Si è concluso con due condanne e un’assoluzione il processo per la morte di Bashim Toska, il 59enne operaio edile che il 26 febbraio del 2020 venne travolto da un càssero di circa mille chili mentre lavorava all’interno del cantiere edile dove erano in costruzione delle villette.
Per quella morte erano state rinviate a giudizio sette persone: il titolare della ditta per cui lavorava la vittima, che aveva scelto il rito abbreviato ed era stato condannato a due anni di reclusione. Con lui avevano scelto il rito abbreviato anche il socio amministratore e l’operaio della ditta Edil 2014 che stava realizzando il càssero e che vennero condannati rispettivamente a due anni e quattro mesi e un anno e quattro mesi. Una settima persona era invece stata prosciolta in udienza preliminare.
Il giudizio ordinario era stato scelto dagli altri tre imputati, l’ingegner S.C. coordinatore per la sicurezza in fase di progettazione ed esecuzione dei lavori per conto della società committente Limo-one s.r.l., F.S., capo commessa e coordinatore del cantiere per conto della Fantino Costruzione che aveva in appalto il cantiere e A.K. rappresentante della Edil 2014.
Secondo l’accusa i pannelli che costituivano il càssero erano stati puntellati in modo inadeguato, con asticelle di legno invece che con piombatoi, e a causa del forte vento che quel giorno c’era in valle, caddero proprio mentre passava la vittima che stava lavorando al piano interrato, ma che era salito al piano superiore per prendere dei tondini di ferro.
Per il Pubblico Ministero, ci furono una serie di concause che si verificarono quel giorno e che determinarono la morte dell’operaio ed erano tutte ascrivibili agli imputati, ognuno per quanto di sua competenza, a partire dal modo in cui era stato realizzato il càssero, puntellato con un numero insufficiente di puntelli rispetto alla sua altezza e lunghezza, per di più di materiale inadatto a sostenere quel peso, dato che erano asticelle di legno anziché piombatoi.
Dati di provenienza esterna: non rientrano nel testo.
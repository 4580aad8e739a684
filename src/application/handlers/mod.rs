//! Inbound OCPP 1.6 event handlers
//!
//! [`CentralSystemHandler`] is the capability set a protocol engine invokes:
//! one method per charge-point-initiated message, each taking the charge
//! point identity and the typed `rust_ocpp::v1_6` request and returning the
//! confirmation or a [`DomainError`] that the engine reports to the device
//! as a CallError. [`CentralSystem`] implements it on top of the registry;
//! each message lives in its own `handle_*` module.

use std::sync::Arc;

use rust_ocpp::v1_6::messages::authorize::{AuthorizeRequest, AuthorizeResponse};
use rust_ocpp::v1_6::messages::boot_notification::{
    BootNotificationRequest, BootNotificationResponse,
};
use rust_ocpp::v1_6::messages::data_transfer::{DataTransferRequest, DataTransferResponse};
use rust_ocpp::v1_6::messages::diagnostics_status_notification::{
    DiagnosticsStatusNotificationRequest, DiagnosticsStatusNotificationResponse,
};
use rust_ocpp::v1_6::messages::firmware_status_notification::{
    FirmwareStatusNotificationRequest, FirmwareStatusNotificationResponse,
};
use rust_ocpp::v1_6::messages::get_configuration::GetConfigurationResponse;
use rust_ocpp::v1_6::messages::heart_beat::{HeartbeatRequest, HeartbeatResponse};
use rust_ocpp::v1_6::messages::meter_values::{MeterValuesRequest, MeterValuesResponse};
use rust_ocpp::v1_6::messages::start_transaction::{
    StartTransactionRequest, StartTransactionResponse,
};
use rust_ocpp::v1_6::messages::status_notification::{
    StatusNotificationRequest, StatusNotificationResponse,
};
use rust_ocpp::v1_6::messages::stop_transaction::{
    StopTransactionRequest, StopTransactionResponse,
};
use serde::de::DeserializeOwned;
use serde::Serialize;

use crate::application::commands::CommandError;
use crate::application::registry::SharedRegistry;
use crate::domain::DomainResult;

mod handle_authorize;
mod handle_boot_notification;
mod handle_data_transfer;
mod handle_diagnostics_status_notification;
mod handle_firmware_status_notification;
mod handle_get_configuration;
mod handle_heartbeat;
mod handle_meter_values;
mod handle_start_transaction;
mod handle_status_notification;
mod handle_stop_transaction;

pub use handle_authorize::handle_authorize;
pub use handle_boot_notification::handle_boot_notification;
pub use handle_data_transfer::handle_data_transfer;
pub use handle_diagnostics_status_notification::handle_diagnostics_status_notification;
pub use handle_firmware_status_notification::handle_firmware_status_notification;
pub use handle_get_configuration::handle_get_configuration_result;
pub use handle_heartbeat::handle_heartbeat;
pub use handle_meter_values::{handle_meter_values, measurement_from_meter_values};
pub use handle_start_transaction::handle_start_transaction;
pub use handle_status_notification::handle_status_notification;
pub use handle_stop_transaction::handle_stop_transaction;

/// Charge-point-initiated events consumed from the protocol engine.
pub trait CentralSystemHandler: Send + Sync {
    fn on_boot_notification(
        &self,
        charge_point_id: &str,
        request: BootNotificationRequest,
    ) -> DomainResult<BootNotificationResponse>;

    fn on_authorize(
        &self,
        charge_point_id: &str,
        request: AuthorizeRequest,
    ) -> DomainResult<AuthorizeResponse>;

    fn on_heartbeat(
        &self,
        charge_point_id: &str,
        request: HeartbeatRequest,
    ) -> DomainResult<HeartbeatResponse>;

    fn on_data_transfer(
        &self,
        charge_point_id: &str,
        request: DataTransferRequest,
    ) -> DomainResult<DataTransferResponse>;

    fn on_status_notification(
        &self,
        charge_point_id: &str,
        request: StatusNotificationRequest,
    ) -> DomainResult<StatusNotificationResponse>;

    fn on_start_transaction(
        &self,
        charge_point_id: &str,
        request: StartTransactionRequest,
    ) -> DomainResult<StartTransactionResponse>;

    fn on_stop_transaction(
        &self,
        charge_point_id: &str,
        request: StopTransactionRequest,
    ) -> DomainResult<StopTransactionResponse>;

    fn on_meter_values(
        &self,
        charge_point_id: &str,
        request: MeterValuesRequest,
    ) -> DomainResult<MeterValuesResponse>;

    fn on_diagnostics_status_notification(
        &self,
        charge_point_id: &str,
        request: DiagnosticsStatusNotificationRequest,
    ) -> DomainResult<DiagnosticsStatusNotificationResponse>;

    fn on_firmware_status_notification(
        &self,
        charge_point_id: &str,
        request: FirmwareStatusNotificationRequest,
    ) -> DomainResult<FirmwareStatusNotificationResponse>;

    /// Completion of a GetConfiguration this system issued itself.
    fn on_get_configuration_result(
        &self,
        charge_point_id: &str,
        result: Result<GetConfigurationResponse, CommandError>,
    );
}

pub type SharedHandler = Arc<dyn CentralSystemHandler>;

/// Behaviour knobs of the event handler.
#[derive(Debug, Clone)]
pub struct HandlerSettings {
    /// Heartbeat interval handed out in BootNotification confirmations (seconds)
    pub heartbeat_interval: u16,
    /// Create a registry entry for a BootNotification from an unknown identity
    pub auto_register_on_boot: bool,
}

impl Default for HandlerSettings {
    fn default() -> Self {
        Self {
            heartbeat_interval: 600,
            auto_register_on_boot: false,
        }
    }
}

/// Registry-backed implementation of [`CentralSystemHandler`].
pub struct CentralSystem {
    pub(crate) registry: SharedRegistry,
    pub(crate) settings: HandlerSettings,
}

impl CentralSystem {
    pub fn new(registry: SharedRegistry, settings: HandlerSettings) -> Self {
        Self { registry, settings }
    }

    pub fn registry(&self) -> &SharedRegistry {
        &self.registry
    }
}

impl CentralSystemHandler for CentralSystem {
    fn on_boot_notification(
        &self,
        charge_point_id: &str,
        request: BootNotificationRequest,
    ) -> DomainResult<BootNotificationResponse> {
        handle_boot_notification(self, charge_point_id, request)
    }

    fn on_authorize(
        &self,
        charge_point_id: &str,
        request: AuthorizeRequest,
    ) -> DomainResult<AuthorizeResponse> {
        handle_authorize(self, charge_point_id, request)
    }

    fn on_heartbeat(
        &self,
        charge_point_id: &str,
        request: HeartbeatRequest,
    ) -> DomainResult<HeartbeatResponse> {
        handle_heartbeat(self, charge_point_id, request)
    }

    fn on_data_transfer(
        &self,
        charge_point_id: &str,
        request: DataTransferRequest,
    ) -> DomainResult<DataTransferResponse> {
        handle_data_transfer(self, charge_point_id, request)
    }

    fn on_status_notification(
        &self,
        charge_point_id: &str,
        request: StatusNotificationRequest,
    ) -> DomainResult<StatusNotificationResponse> {
        handle_status_notification(self, charge_point_id, request)
    }

    fn on_start_transaction(
        &self,
        charge_point_id: &str,
        request: StartTransactionRequest,
    ) -> DomainResult<StartTransactionResponse> {
        handle_start_transaction(self, charge_point_id, request)
    }

    fn on_stop_transaction(
        &self,
        charge_point_id: &str,
        request: StopTransactionRequest,
    ) -> DomainResult<StopTransactionResponse> {
        handle_stop_transaction(self, charge_point_id, request)
    }

    fn on_meter_values(
        &self,
        charge_point_id: &str,
        request: MeterValuesRequest,
    ) -> DomainResult<MeterValuesResponse> {
        handle_meter_values(self, charge_point_id, request)
    }

    fn on_diagnostics_status_notification(
        &self,
        charge_point_id: &str,
        request: DiagnosticsStatusNotificationRequest,
    ) -> DomainResult<DiagnosticsStatusNotificationResponse> {
        handle_diagnostics_status_notification(self, charge_point_id, request)
    }

    fn on_firmware_status_notification(
        &self,
        charge_point_id: &str,
        request: FirmwareStatusNotificationRequest,
    ) -> DomainResult<FirmwareStatusNotificationResponse> {
        handle_firmware_status_notification(self, charge_point_id, request)
    }

    fn on_get_configuration_result(
        &self,
        charge_point_id: &str,
        result: Result<GetConfigurationResponse, CommandError>,
    ) {
        handle_get_configuration_result(self, charge_point_id, result)
    }
}

/// Convert between a `rust_ocpp` enum and its domain counterpart through
/// the shared OCPP wire name.
pub(crate) fn convert_wire<S: Serialize, T: DeserializeOwned>(value: &S) -> Option<T> {
    serde_json::to_value(value)
        .ok()
        .and_then(|v| serde_json::from_value(v).ok())
}

/// Store a reported status; one that failed conversion leaves the previous value.
pub(crate) fn record_status<T>(slot: &mut Option<T>, reported: Option<T>) {
    if let Some(status) = reported {
        *slot = Some(status);
    }
}

/// OCPP wire name of an enum value.
pub(crate) fn wire_name<S: Serialize>(value: &S) -> Option<String> {
    match serde_json::to_value(value) {
        Ok(serde_json::Value::String(s)) => Some(s),
        _ => None,
    }
}

#[cfg(test)]
pub(crate) mod test_support {
    use serde::de::DeserializeOwned;
    use serde_json::Value;

    use super::*;
    use crate::application::registry::ChargePointRegistry;

    /// Build a typed request from its OCPP-J JSON payload.
    pub fn request<T: DeserializeOwned>(payload: Value) -> T {
        serde_json::from_value(payload).expect("valid OCPP payload")
    }

    pub fn central_system() -> CentralSystem {
        CentralSystem::new(ChargePointRegistry::shared(), HandlerSettings::default())
    }

    pub fn connected(charge_point_id: &str) -> CentralSystem {
        let system = central_system();
        system.registry.connect(charge_point_id);
        system
    }
}

#[cfg(test)]
mod tests {
    use serde_json::json;

    use super::test_support::{connected, request};
    use super::*;
    use crate::domain::ChargePointStatus;

    fn start(system: &CentralSystem, connector_id: u32, meter_start: i32, tag: &str) -> DomainResult<StartTransactionResponse> {
        system.on_start_transaction(
            "CP1",
            request(json!({
                "connectorId": connector_id,
                "idTag": tag,
                "meterStart": meter_start,
                "timestamp": "2024-01-01T10:00:00Z"
            })),
        )
    }

    fn stop(system: &CentralSystem, transaction_id: i32, meter_stop: i32) -> DomainResult<StopTransactionResponse> {
        system.on_stop_transaction(
            "CP1",
            request(json!({
                "transactionId": transaction_id,
                "meterStop": meter_stop,
                "timestamp": "2024-01-01T11:00:00Z"
            })),
        )
    }

    #[test]
    fn charging_session_walkthrough() {
        let system = connected("CP1");

        let boot = system
            .on_boot_notification(
                "CP1",
                request(json!({"chargePointVendor": "Vendor", "chargePointModel": "Model"})),
            )
            .unwrap();
        assert_eq!(wire_name(&boot.status).as_deref(), Some("Accepted"));
        let cp = system.registry.get("CP1").unwrap();
        assert!(cp.connectors.is_empty());
        assert!(cp.transactions.is_empty());

        system
            .on_status_notification(
                "CP1",
                request(json!({"connectorId": 1, "errorCode": "NoError", "status": "Available"})),
            )
            .unwrap();
        let cp = system.registry.get("CP1").unwrap();
        assert_eq!(cp.connector(1).unwrap().status, Some(ChargePointStatus::Available));

        let started = start(&system, 1, 100, "TAG1").unwrap();
        assert_eq!(started.transaction_id, 0);
        let cp = system.registry.get("CP1").unwrap();
        assert_eq!(cp.connector(1).unwrap().active_transaction, Some(0));

        let before = system.registry.get("CP1").unwrap();
        let err = start(&system, 1, 120, "TAG2").unwrap_err();
        assert!(err.is_conflict());
        assert_eq!(system.registry.get("CP1").unwrap(), before);

        stop(&system, 0, 150).unwrap();
        let cp = system.registry.get("CP1").unwrap();
        assert!(cp.connector(1).unwrap().active_transaction.is_none());
        let tx = cp.transaction(0).unwrap();
        assert!(tx.is_ended());
        assert_eq!(tx.meter_stop, Some(150));
        assert_eq!(tx.meter_start, 100);
        assert_eq!(tx.id_tag, "TAG1");
        assert_eq!(system.registry.next_transaction_id(), 1);
        cp.check_invariants().unwrap();
    }

    #[test]
    fn events_for_unknown_charge_point_are_not_found() {
        let system = connected("CP1");
        let err = system
            .on_start_transaction(
                "ghost",
                request(json!({
                    "connectorId": 1, "idTag": "T", "meterStart": 0,
                    "timestamp": "2024-01-01T10:00:00Z"
                })),
            )
            .unwrap_err();
        assert!(err.is_not_found());

        let err = system
            .on_stop_transaction(
                "ghost",
                request(json!({"transactionId": 1, "meterStop": 0, "timestamp": "2024-01-01T10:00:00Z"})),
            )
            .unwrap_err();
        assert!(err.is_not_found());
        assert_eq!(system.registry.next_transaction_id(), 0);
    }

    #[test]
    fn transaction_ids_are_unique_across_charge_points() {
        let system = connected("CP1");
        system.registry.connect("CP2");

        let a = start(&system, 1, 0, "A").unwrap().transaction_id;
        let b = system
            .on_start_transaction(
                "CP2",
                request(json!({
                    "connectorId": 1, "idTag": "B", "meterStart": 0,
                    "timestamp": "2024-01-01T10:00:00Z"
                })),
            )
            .unwrap()
            .transaction_id;
        let c = start(&system, 2, 0, "C").unwrap().transaction_id;
        assert!(a < b && b < c);
    }

    #[test]
    fn stopped_connector_accepts_a_new_transaction() {
        let system = connected("CP1");
        start(&system, 1, 0, "A").unwrap();
        stop(&system, 0, 10).unwrap();
        let next = start(&system, 1, 10, "B").unwrap();
        assert_eq!(next.transaction_id, 1);
        let cp = system.registry.get("CP1").unwrap();
        assert_eq!(cp.transactions.len(), 2);
        cp.check_invariants().unwrap();
    }

    #[test]
    fn unmapped_status_keeps_previous_value() {
        let mut slot = Some(ChargePointStatus::Charging);
        record_status(&mut slot, convert_wire(&"Broken"));
        assert_eq!(slot, Some(ChargePointStatus::Charging));
        record_status(&mut slot, convert_wire(&"Finishing"));
        assert_eq!(slot, Some(ChargePointStatus::Finishing));
    }

    #[test]
    fn wire_conversion_maps_enums() {
        let status: Option<ChargePointStatus> = convert_wire(&"Faulted");
        assert_eq!(status, Some(ChargePointStatus::Faulted));
        let status: Option<ChargePointStatus> = convert_wire(&"Broken");
        assert_eq!(status, None);
    }
}
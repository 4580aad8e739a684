//! StartTransaction handler

use rust_ocpp::v1_6::messages::start_transaction::{
    StartTransactionRequest, StartTransactionResponse,
};
use rust_ocpp::v1_6::types::{AuthorizationStatus, IdTagInfo};
use tracing::{info, warn};

use super::CentralSystem;
use crate::domain::{DomainResult, Transaction};

/// Open a transaction on a free connector.
///
/// A busy connector yields `Conflict` and leaves both the charge point and
/// the transaction counter untouched.
pub fn handle_start_transaction(
    system: &CentralSystem,
    charge_point_id: &str,
    request: StartTransactionRequest,
) -> DomainResult<StartTransactionResponse> {
    info!(
        charge_point_id,
        connector_id = request.connector_id,
        id_tag = request.id_tag.as_str(),
        meter_start = request.meter_start,
        "StartTransaction"
    );

    let registry = &system.registry;
    let connector_id = request.connector_id;
    let result = registry.update(charge_point_id, |state| {
        state.start_transaction(
            connector_id,
            || registry.allocate_transaction_id(),
            |id| {
                Transaction::new(
                    id,
                    connector_id,
                    request.id_tag.clone(),
                    request.meter_start,
                    request.timestamp,
                )
            },
        )
    })?;

    let transaction_id = match result {
        Ok(id) => id,
        Err(e) => {
            warn!(charge_point_id, connector_id, error = %e, "StartTransaction refused");
            return Err(e);
        }
    };

    info!(charge_point_id, connector_id, transaction_id, "Transaction started");

    Ok(StartTransactionResponse {
        id_tag_info: IdTagInfo {
            status: AuthorizationStatus::Accepted,
            expiry_date: None,
            parent_id_tag: None,
        },
        transaction_id,
    })
}
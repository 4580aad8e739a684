//! Transaction aggregate

pub mod model;

pub use model::{Transaction, TransactionId};
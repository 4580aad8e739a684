//! Session registry: live WebSocket connections by charge point identity

use std::sync::atomic::{AtomicU64, Ordering};
use std::sync::Arc;

use chrono::{DateTime, Utc};
use dashmap::DashMap;
use tokio::sync::mpsc;
use tracing::{info, warn};

use crate::application::commands::CommandError;

/// One open connection.
#[derive(Debug)]
struct Session {
    connection_id: u64,
    sender: mpsc::UnboundedSender<String>,
    connected_at: DateTime<Utc>,
    last_activity: DateTime<Utc>,
}

/// Thread-safe registry of active OCPP sessions
pub struct SessionRegistry {
    sessions: DashMap<String, Session>,
    next_connection_id: AtomicU64,
}

pub type SharedSessionRegistry = Arc<SessionRegistry>;

impl SessionRegistry {
    pub fn new() -> Self {
        Self {
            sessions: DashMap::new(),
            next_connection_id: AtomicU64::new(1),
        }
    }

    pub fn shared() -> SharedSessionRegistry {
        Arc::new(Self::new())
    }

    /// Register a connection, replacing any older one for the same identity.
    ///
    /// Returns the connection ID to hand back to [`unregister`](Self::unregister).
    pub fn register(&self, charge_point_id: &str, sender: mpsc::UnboundedSender<String>) -> u64 {
        let connection_id = self.next_connection_id.fetch_add(1, Ordering::SeqCst);
        let now = Utc::now();
        let previous = self.sessions.insert(
            charge_point_id.to_string(),
            Session {
                connection_id,
                sender,
                connected_at: now,
                last_activity: now,
            },
        );
        if let Some(old) = previous {
            warn!(
                charge_point_id,
                old_connection_id = old.connection_id,
                connected_at = %old.connected_at,
                "Replacing existing session"
            );
        }
        info!(charge_point_id, connection_id, "Session registered");
        connection_id
    }

    /// Remove a session if it is still the one identified by `connection_id`.
    ///
    /// Returns `false` when a newer connection has taken over the identity.
    pub fn unregister(&self, charge_point_id: &str, connection_id: u64) -> bool {
        let removed = self
            .sessions
            .remove_if(charge_point_id, |_, s| s.connection_id == connection_id)
            .is_some();
        if removed {
            info!(charge_point_id, connection_id, "Session unregistered");
        }
        removed
    }

    pub fn send_to(&self, charge_point_id: &str, message: String) -> Result<(), CommandError> {
        let session = self
            .sessions
            .get(charge_point_id)
            .ok_or_else(|| CommandError::NotConnected(charge_point_id.to_string()))?;
        session
            .sender
            .send(message)
            .map_err(|e| CommandError::SendFailed(e.to_string()))
    }

    pub fn touch(&self, charge_point_id: &str) {
        if let Some(mut session) = self.sessions.get_mut(charge_point_id) {
            session.last_activity = Utc::now();
        }
    }

    pub fn last_activity(&self, charge_point_id: &str) -> Option<DateTime<Utc>> {
        self.sessions.get(charge_point_id).map(|s| s.last_activity)
    }

    pub fn is_connected(&self, charge_point_id: &str) -> bool {
        self.sessions.contains_key(charge_point_id)
    }

    pub fn connected_ids(&self) -> Vec<String> {
        self.sessions.iter().map(|r| r.key().clone()).collect()
    }

    pub fn count(&self) -> usize {
        self.sessions.len()
    }
}

impl Default for SessionRegistry {
    fn default() -> Self {
        Self::new()
    }
}
//! Application configuration
//!
//! Loaded from a TOML file (default `~/.config/ocpp-central/config.toml`).
//! Every field has a default, so a partial or missing file is valid.
//! `SERVER_OCPP_PORT`, `SERVER_HTTP_PORT` and `DB_PATH` override the file.

use std::path::{Path, PathBuf};
use std::time::Duration;

use serde::{Deserialize, Serialize};
use thiserror::Error;
use tracing::{info, warn};

use crate::application::control::ControlSettings;
use crate::application::handlers::HandlerSettings;
use crate::application::lifecycle::DisconnectPolicy;
use crate::infrastructure::DatabaseConfig;

const APP_DIR: &str = "ocpp-central";

#[derive(Debug, Error)]
pub enum ConfigError {
    #[error("unable to read config file {path}: {source}")]
    Io {
        path: PathBuf,
        #[source]
        source: std::io::Error,
    },

    #[error("failed to parse config file {path}: {source}")]
    Parse {
        path: PathBuf,
        #[source]
        source: toml::de::Error,
    },
}

/// Default configuration file location.
pub fn default_config_path() -> PathBuf {
    dirs_next::config_dir()
        .unwrap_or_else(|| PathBuf::from("."))
        .join(APP_DIR)
        .join("config.toml")
}

fn default_database_path() -> PathBuf {
    dirs_next::data_dir()
        .unwrap_or_else(|| PathBuf::from("."))
        .join(APP_DIR)
        .join("ocpp.db")
}

#[derive(Debug, Clone, Default, Serialize, Deserialize)]
pub struct AppConfig {
    #[serde(default)]
    pub server: ServerConfig,
    #[serde(default)]
    pub database: DatabaseSettings,
    #[serde(default)]
    pub persistence: PersistenceConfig,
    #[serde(default)]
    pub central_system: CentralSystemConfig,
    #[serde(default)]
    pub control: ControlConfig,
    #[serde(default)]
    pub logging: LoggingConfig,
}

#[derive(Debug, Clone, Serialize, Deserialize)]
#[serde(default)]
pub struct ServerConfig {
    pub ws_host: String,
    pub ws_port: u16,
    pub api_host: String,
    pub api_port: u16,
    /// Seconds to wait for background tasks on shutdown
    pub shutdown_timeout: u64,
}

impl Default for ServerConfig {
    fn default() -> Self {
        Self {
            ws_host: "0.0.0.0".to_string(),
            ws_port: 8887,
            api_host: "0.0.0.0".to_string(),
            api_port: 8080,
            shutdown_timeout: 30,
        }
    }
}

#[derive(Debug, Clone, Serialize, Deserialize)]
#[serde(default)]
pub struct DatabaseSettings {
    /// SQLite database file
    pub path: PathBuf,
    pub max_connections: u32,
}

impl Default for DatabaseSettings {
    fn default() -> Self {
        Self {
            path: default_database_path(),
            max_connections: 5,
        }
    }
}

impl DatabaseSettings {
    pub fn database_config(&self) -> DatabaseConfig {
        DatabaseConfig::sqlite(&self.path, self.max_connections)
    }

    pub fn connection_url(&self) -> String {
        self.database_config().url
    }
}

#[derive(Debug, Clone, Serialize, Deserialize)]
#[serde(default)]
pub struct PersistenceConfig {
    /// Seconds between periodic snapshot saves
    pub interval_secs: u64,
    pub disconnect_policy: DisconnectPolicy,
}

impl Default for PersistenceConfig {
    fn default() -> Self {
        Self {
            interval_secs: 30,
            disconnect_policy: DisconnectPolicy::default(),
        }
    }
}

impl PersistenceConfig {
    pub fn interval(&self) -> Duration {
        Duration::from_secs(self.interval_secs.max(1))
    }
}

#[derive(Debug, Clone, Serialize, Deserialize)]
#[serde(default)]
pub struct CentralSystemConfig {
    pub heartbeat_interval: u16,
    pub auto_register_on_boot: bool,
}

impl Default for CentralSystemConfig {
    fn default() -> Self {
        let defaults = HandlerSettings::default();
        Self {
            heartbeat_interval: defaults.heartbeat_interval,
            auto_register_on_boot: defaults.auto_register_on_boot,
        }
    }
}

impl From<&CentralSystemConfig> for HandlerSettings {
    fn from(c: &CentralSystemConfig) -> Self {
        Self {
            heartbeat_interval: c.heartbeat_interval,
            auto_register_on_boot: c.auto_register_on_boot,
        }
    }
}

#[derive(Debug, Clone, Serialize, Deserialize)]
#[serde(default)]
pub struct ControlConfig {
    /// Seconds to wait for a charge point to confirm a remote command
    pub command_timeout_secs: u64,
    /// Id tag sent with RemoteStartTransaction
    pub remote_id_tag: String,
}

impl Default for ControlConfig {
    fn default() -> Self {
        Self {
            command_timeout_secs: 30,
            remote_id_tag: "1".to_string(),
        }
    }
}

impl From<&ControlConfig> for ControlSettings {
    fn from(c: &ControlConfig) -> Self {
        Self {
            command_timeout: Duration::from_secs(c.command_timeout_secs),
            remote_id_tag: c.remote_id_tag.clone(),
        }
    }
}

#[derive(Debug, Clone, Serialize, Deserialize)]
#[serde(default)]
pub struct LoggingConfig {
    /// EnvFilter directive, e.g. `info` or `ocpp_central=debug`
    pub level: String,
    /// `text` or `json`
    pub format: String,
}

impl Default for LoggingConfig {
    fn default() -> Self {
        Self {
            level: "info".to_string(),
            format: "text".to_string(),
        }
    }
}

impl AppConfig {
    /// Load from `path`; a missing file yields the defaults.
    pub fn load(path: &Path) -> Result<Self, ConfigError> {
        if !path.exists() {
            info!(path = %path.display(), "Config file not found, using defaults");
            return Ok(Self::default());
        }
        let contents = std::fs::read_to_string(path).map_err(|source| ConfigError::Io {
            path: path.to_path_buf(),
            source,
        })?;
        Self::parse(&contents).map_err(|source| ConfigError::Parse {
            path: path.to_path_buf(),
            source,
        })
    }

    pub fn parse(contents: &str) -> Result<Self, toml::de::Error> {
        toml::from_str(contents)
    }

    /// Apply overrides from the process environment.
    pub fn apply_env_overrides(&mut self) {
        self.apply_overrides(|key| std::env::var(key).ok());
    }

    /// Apply overrides from `lookup`; unparsable values are logged and ignored.
    pub fn apply_overrides(&mut self, lookup: impl Fn(&str) -> Option<String>) {
        if let Some(port) = port_override(&lookup, "SERVER_OCPP_PORT") {
            self.server.ws_port = port;
        }
        if let Some(port) = port_override(&lookup, "SERVER_HTTP_PORT") {
            self.server.api_port = port;
        }
        if let Some(path) = lookup("DB_PATH").filter(|p| !p.trim().is_empty()) {
            info!(path = path.as_str(), "Environment override: DB_PATH");
            self.database.path = PathBuf::from(path);
        }
    }
}

fn port_override(lookup: &impl Fn(&str) -> Option<String>, key: &str) -> Option<u16> {
    let raw = lookup(key)?;
    match raw.trim().parse::<u16>() {
        Ok(port) => {
            info!(key, port, "Environment override");
            Some(port)
        }
        Err(e) => {
            warn!(key, value = raw.as_str(), error = %e, "Ignoring invalid port override");
            None
        }
    }
}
C’erano però anche responsabilità in materia di sicurezza del cantiere, a partire dalla mancata predisposizione di regole da adottare in caso di vento forte e l’assenza di delimitazioni all’interno di un cantiere complesso dove operavano contemporaneamente ditte diverse.
Una ricostruzione contestata dalle difese che avevano sempre ribadito come l’incidente fosse stato causato da un fatale errore della vittima che si sarebbe spinto in quella zona del cantiere per cercare del materiale che era invece contenuto in un bidone posto vicino alla scala che dal piano interrato conduceva al piano superiore.
Valide però per il giudice le conclusioni dell’accusa in merito alle responsabilità di R.C. che secondo l’accusa solo dopo l’incidente e le prescrizioni dello Spresal avrebbe adeguato il piano di sicurezza relativamente alle condotte da tenere in caso di vento forte e che è stato condannato ad un anno di reclusione, e di A.K. responsabile della ditta che stava costruendo il càssero, condannato ad un anno e sei mesi. Assolto invece F.S., il capo commessa, la cui difesa aveva ribadito la correttezza dell’operato nel definire con gli operai le rispettive zone di lavoro ad inizio lavori, in base a quello che era il documento sulla sicurezza. R.C. e A.K. sono anche stati condannati al risarcimento dei parenti della vittima, moglie, due figli e il genero con i tre nipoti. Il giudice ha disposto il risarcimento da definire in sede civile, con una provvisionale di 50mila euro ciascuno per la moglie e i due figli e di 50mila euro complessivi per il genero e i tre nipoti.